(Stored data entries)
# # # # # # #
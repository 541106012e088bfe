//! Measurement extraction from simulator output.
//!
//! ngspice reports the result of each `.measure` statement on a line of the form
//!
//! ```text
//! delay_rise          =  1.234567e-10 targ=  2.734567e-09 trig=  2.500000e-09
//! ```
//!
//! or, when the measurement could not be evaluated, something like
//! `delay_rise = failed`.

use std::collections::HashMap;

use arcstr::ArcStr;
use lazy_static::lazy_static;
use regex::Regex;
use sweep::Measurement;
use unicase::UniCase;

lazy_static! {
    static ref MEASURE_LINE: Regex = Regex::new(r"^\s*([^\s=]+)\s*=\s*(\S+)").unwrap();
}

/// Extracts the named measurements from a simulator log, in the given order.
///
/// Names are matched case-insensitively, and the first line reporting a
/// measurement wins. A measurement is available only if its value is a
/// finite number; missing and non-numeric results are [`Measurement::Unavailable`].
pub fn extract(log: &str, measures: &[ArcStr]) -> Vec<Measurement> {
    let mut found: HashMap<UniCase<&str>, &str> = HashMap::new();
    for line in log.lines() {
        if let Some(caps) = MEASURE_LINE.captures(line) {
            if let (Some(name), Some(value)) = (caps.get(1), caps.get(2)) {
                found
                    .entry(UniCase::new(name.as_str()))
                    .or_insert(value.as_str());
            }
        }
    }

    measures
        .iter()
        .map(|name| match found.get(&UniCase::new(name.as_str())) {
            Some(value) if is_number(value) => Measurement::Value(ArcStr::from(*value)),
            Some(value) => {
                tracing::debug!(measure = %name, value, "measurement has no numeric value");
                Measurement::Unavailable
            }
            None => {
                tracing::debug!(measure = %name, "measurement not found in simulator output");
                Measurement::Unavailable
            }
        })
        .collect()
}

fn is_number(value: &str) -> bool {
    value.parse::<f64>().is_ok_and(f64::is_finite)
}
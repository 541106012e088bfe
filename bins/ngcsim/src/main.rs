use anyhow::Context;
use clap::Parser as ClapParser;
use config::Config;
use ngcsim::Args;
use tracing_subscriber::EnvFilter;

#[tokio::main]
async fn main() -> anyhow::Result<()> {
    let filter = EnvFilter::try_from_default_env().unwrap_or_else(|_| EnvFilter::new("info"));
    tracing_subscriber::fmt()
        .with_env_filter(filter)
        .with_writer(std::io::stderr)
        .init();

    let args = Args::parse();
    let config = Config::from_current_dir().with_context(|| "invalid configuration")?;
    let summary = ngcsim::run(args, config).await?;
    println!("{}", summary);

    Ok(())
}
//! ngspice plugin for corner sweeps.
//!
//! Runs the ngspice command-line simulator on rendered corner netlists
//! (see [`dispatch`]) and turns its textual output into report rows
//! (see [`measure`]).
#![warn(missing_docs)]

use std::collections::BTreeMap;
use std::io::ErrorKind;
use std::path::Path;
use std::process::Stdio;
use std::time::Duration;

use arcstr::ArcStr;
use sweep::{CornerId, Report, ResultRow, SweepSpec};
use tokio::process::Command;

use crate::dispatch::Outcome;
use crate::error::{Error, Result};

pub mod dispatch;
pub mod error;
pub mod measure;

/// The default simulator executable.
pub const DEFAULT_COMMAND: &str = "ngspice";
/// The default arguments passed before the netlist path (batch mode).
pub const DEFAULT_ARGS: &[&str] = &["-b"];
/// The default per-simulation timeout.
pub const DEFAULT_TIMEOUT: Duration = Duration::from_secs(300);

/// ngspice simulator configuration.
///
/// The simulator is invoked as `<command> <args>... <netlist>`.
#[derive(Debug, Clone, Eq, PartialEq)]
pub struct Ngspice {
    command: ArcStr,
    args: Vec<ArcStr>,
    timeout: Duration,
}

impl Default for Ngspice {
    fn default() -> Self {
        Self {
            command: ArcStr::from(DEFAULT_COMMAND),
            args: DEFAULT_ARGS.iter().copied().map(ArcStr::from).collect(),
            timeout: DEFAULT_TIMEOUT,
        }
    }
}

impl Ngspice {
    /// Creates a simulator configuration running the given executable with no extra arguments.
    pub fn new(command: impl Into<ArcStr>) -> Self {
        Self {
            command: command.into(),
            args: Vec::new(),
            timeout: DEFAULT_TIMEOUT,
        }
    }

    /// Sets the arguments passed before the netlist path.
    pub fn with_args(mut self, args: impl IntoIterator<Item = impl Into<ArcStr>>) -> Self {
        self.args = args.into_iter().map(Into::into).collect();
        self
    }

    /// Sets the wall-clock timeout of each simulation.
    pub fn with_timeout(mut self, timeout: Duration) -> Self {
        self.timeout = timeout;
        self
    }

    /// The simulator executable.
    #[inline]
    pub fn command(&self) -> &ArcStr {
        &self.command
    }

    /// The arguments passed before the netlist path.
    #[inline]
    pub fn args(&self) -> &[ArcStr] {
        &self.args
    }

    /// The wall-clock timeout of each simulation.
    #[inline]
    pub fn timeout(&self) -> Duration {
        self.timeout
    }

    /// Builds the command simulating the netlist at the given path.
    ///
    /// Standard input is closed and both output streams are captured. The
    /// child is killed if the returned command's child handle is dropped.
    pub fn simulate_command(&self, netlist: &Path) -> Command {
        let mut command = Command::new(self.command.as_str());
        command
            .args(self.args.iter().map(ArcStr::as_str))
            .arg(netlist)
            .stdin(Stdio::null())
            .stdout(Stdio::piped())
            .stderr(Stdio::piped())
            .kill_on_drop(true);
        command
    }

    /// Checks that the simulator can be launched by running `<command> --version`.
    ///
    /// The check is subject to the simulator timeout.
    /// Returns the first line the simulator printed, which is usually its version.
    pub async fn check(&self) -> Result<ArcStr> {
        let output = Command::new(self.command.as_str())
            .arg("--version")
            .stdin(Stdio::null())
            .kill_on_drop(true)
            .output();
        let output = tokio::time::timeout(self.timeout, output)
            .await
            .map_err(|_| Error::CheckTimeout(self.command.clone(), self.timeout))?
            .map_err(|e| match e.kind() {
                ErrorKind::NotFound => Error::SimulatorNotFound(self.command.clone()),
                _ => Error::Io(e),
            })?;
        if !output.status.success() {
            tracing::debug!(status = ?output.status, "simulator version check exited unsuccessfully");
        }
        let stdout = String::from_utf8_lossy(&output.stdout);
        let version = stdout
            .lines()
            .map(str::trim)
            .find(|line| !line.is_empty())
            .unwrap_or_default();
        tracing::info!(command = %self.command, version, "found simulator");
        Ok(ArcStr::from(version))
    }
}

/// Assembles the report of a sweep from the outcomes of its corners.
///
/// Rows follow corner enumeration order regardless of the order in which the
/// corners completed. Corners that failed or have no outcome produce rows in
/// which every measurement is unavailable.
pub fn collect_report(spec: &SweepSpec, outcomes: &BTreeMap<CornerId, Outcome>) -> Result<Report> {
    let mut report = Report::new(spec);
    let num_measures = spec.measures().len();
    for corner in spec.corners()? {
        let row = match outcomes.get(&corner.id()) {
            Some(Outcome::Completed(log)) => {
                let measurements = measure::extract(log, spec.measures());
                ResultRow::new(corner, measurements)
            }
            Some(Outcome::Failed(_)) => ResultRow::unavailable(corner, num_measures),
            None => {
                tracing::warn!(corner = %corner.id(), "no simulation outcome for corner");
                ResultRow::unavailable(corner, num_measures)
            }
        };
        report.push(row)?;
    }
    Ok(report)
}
# # # # # # #
• EXERCISE DIRECTIONS:
Give the number of lines in the records above that contain "corners", with no other words.

• RESPONSE AREA:
3